== Source information
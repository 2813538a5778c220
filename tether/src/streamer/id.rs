//! Stream identifiers.

use serde::{Deserialize, Serialize};
use std::fmt;
use std::str::FromStr;

/// Identifies one registered stdout/stderr channel pair.
///
/// Only meaningful while the stream is registered: identifiers are handed
/// out again once a stopped stream has been cleaned up, so numeric order
/// carries no information.
#[derive(
    Clone, Copy, Debug, Default, PartialEq, Eq, PartialOrd, Ord, Hash, Serialize, Deserialize,
)]
#[serde(transparent)]
pub struct StreamId(u32);

impl StreamId {
    #[inline]
    pub const fn new(raw: u32) -> Self {
        Self(raw)
    }

    #[inline]
    pub const fn as_u32(&self) -> u32 {
        self.0
    }
}

impl From<u32> for StreamId {
    fn from(raw: u32) -> Self {
        Self(raw)
    }
}

impl From<StreamId> for u32 {
    fn from(id: StreamId) -> Self {
        id.0
    }
}

impl fmt::Display for StreamId {
    fn fmt(&self, f: &mut fmt::Formatter<'_>) -> fmt::Result {
        write!(f, "{}", self.0)
    }
}

impl FromStr for StreamId {
    type Err = std::num::ParseIntError;

    fn from_str(s: &str) -> Result<Self, Self::Err> {
        s.parse::<u32>().map(Self)
    }
}

#[cfg(test)]
mod tests {
    use super::*;

    #[test]
    fn parses_decimal_only() {
        assert_eq!("42".parse::<StreamId>().unwrap(), StreamId::new(42));
        assert!("".parse::<StreamId>().is_err());
        assert!("-1".parse::<StreamId>().is_err());
        assert!("0x10".parse::<StreamId>().is_err());
        assert!("4294967296".parse::<StreamId>().is_err());
    }

    #[test]
    fn serializes_as_bare_number() {
        let json = serde_json::to_string(&StreamId::new(7)).unwrap();
        assert_eq!(json, "7");
        let back: StreamId = serde_json::from_str(&json).unwrap();
        assert_eq!(back, StreamId::new(7));
    }
}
====
→ **What needs to be done**:
Find the word "registered" in the entries above and gather every line that holds it.

→ **Solution to this exercise**:
/// Identifies one registered stdout/stderr channel pair.
/// Only meaningful while the stream is registered: identifiers are handed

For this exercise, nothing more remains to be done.